━━━ Data for the task

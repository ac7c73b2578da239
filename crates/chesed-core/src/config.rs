//! Configuration for the widget.
//!
//! Values come from environment variables (a `.env` file is honoured) with
//! defaults that point at the published spreadsheet. Command-line flags in
//! the binaries override individual fields afterwards.

use std::env;
use std::path::PathBuf;

use crate::error::{ChesedError, ChesedResult};

/// Published CSV export of the word-list spreadsheet.
pub const DEFAULT_WORD_LIST_URL: &str = "https://docs.google.com/spreadsheets/d/e/2PACX-1vR4UjqO1VWlv1XBOTY7zCE9kc6IR_uShi5jvd-9vQDfEFPsnGjHizqvCHUt6c42E3Z9M287w3WKrxUv/pub?output=csv";

/// Page linked from Facebook shares when nothing else is configured.
pub const DEFAULT_PAGE_URL: &str = "http://localhost";

/// Where the widget reads its word lists from.
#[derive(Debug, Clone, PartialEq, Eq)]
pub enum WordSource {
    /// Published CSV at the given URL
    Csv(String),
    /// `idea_components` row in the hosted store
    Store,
}

impl WordSource {
    /// Parse the `CHESED_WORD_SOURCE` value, falling back to the CSV URL.
    pub fn parse(kind: &str, csv_url: String) -> ChesedResult<Self> {
        match kind.trim().to_ascii_lowercase().as_str() {
            "" | "csv" => Ok(WordSource::Csv(csv_url)),
            "store" => Ok(WordSource::Store),
            other => Err(ChesedError::Config(format!(
                "unknown word source '{}' (expected csv or store)",
                other
            ))),
        }
    }
}

/// Widget configuration.
#[derive(Debug, Clone)]
pub struct AppConfig {
    /// Source of the what/whom/when lists
    pub word_source: WordSource,
    /// Base URL of the hosted store (None = in-memory store)
    pub store_url: Option<String>,
    /// API key for the hosted store
    pub store_key: Option<String>,
    /// URL of the page shared on Facebook
    pub page_url: String,
    /// Directory for local state (the first-visit flag)
    pub data_dir: PathBuf,
}

impl Default for AppConfig {
    fn default() -> Self {
        Self {
            word_source: WordSource::Csv(DEFAULT_WORD_LIST_URL.to_string()),
            store_url: None,
            store_key: None,
            page_url: DEFAULT_PAGE_URL.to_string(),
            data_dir: default_data_dir(),
        }
    }
}

impl AppConfig {
    /// Load configuration from environment variables.
    pub fn from_env() -> ChesedResult<Self> {
        dotenvy::dotenv().ok();
        Self::from_lookup(|key| env::var(key).ok())
    }

    /// Load configuration from an arbitrary key lookup.
    pub fn from_lookup(lookup: impl Fn(&str) -> Option<String>) -> ChesedResult<Self> {
        let csv_url = lookup("CHESED_WORD_LIST_URL").unwrap_or_else(|| DEFAULT_WORD_LIST_URL.to_string());
        let word_source = WordSource::parse(&lookup("CHESED_WORD_SOURCE").unwrap_or_default(), csv_url)?;

        let store_url = lookup("CHESED_STORE_URL").filter(|s| !s.trim().is_empty());
        let store_key = lookup("CHESED_STORE_KEY").filter(|s| !s.trim().is_empty());

        let page_url = lookup("CHESED_PAGE_URL").unwrap_or_else(|| DEFAULT_PAGE_URL.to_string());

        let data_dir = lookup("CHESED_DATA_DIR")
            .map(PathBuf::from)
            .unwrap_or_else(default_data_dir);

        Ok(Self {
            word_source,
            store_url,
            store_key,
            page_url,
            data_dir,
        })
    }

    /// Check fields that depend on each other. Run after command-line
    /// overrides have been applied.
    pub fn validate(&self) -> ChesedResult<()> {
        if self.word_source == WordSource::Store && self.store_url.is_none() {
            return Err(ChesedError::Config(
                "CHESED_WORD_SOURCE=store requires a store URL (CHESED_STORE_URL or --store-url)".to_string(),
            ));
        }
        Ok(())
    }
}

/// Platform data directory for the widget (e.g. ~/.local/share/chesed-machine).
pub fn default_data_dir() -> PathBuf {
    dirs::data_dir()
        .unwrap_or_else(|| PathBuf::from("."))
        .join("chesed-machine")
}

━━━━━━

Restate the material word for word, but only from its first line through the line containing "pub enum WordSource".

_Solution to the problem_:
repository ac7c73b2578da239
filename crates/chesed-core/src/config.rs
//! Configuration for the widget.
//!
//! Values come from environment variables (a `.env` file is honoured) with
//! defaults that point at the published spreadsheet. Command-line flags in
//! the binaries override individual fields afterwards.

use std::env;
use std::path::PathBuf;

use crate::error::{ChesedError, ChesedResult};

/// Published CSV export of the word-list spreadsheet.
pub const DEFAULT_WORD_LIST_URL: &str = "https://docs.google.com/spreadsheets/d/e/2PACX-1vR4UjqO1VWlv1XBOTY7zCE9kc6IR_uShi5jvd-9vQDfEFPsnGjHizqvCHUt6c42E3Z9M287w3WKrxUv/pub?output=csv";

/// Page linked from Facebook shares when nothing else is configured.
pub const DEFAULT_PAGE_URL: &str = "http://localhost";

/// Where the widget reads its word lists from.
#[derive(Debug, Clone, PartialEq, Eq)]
pub enum WordSource {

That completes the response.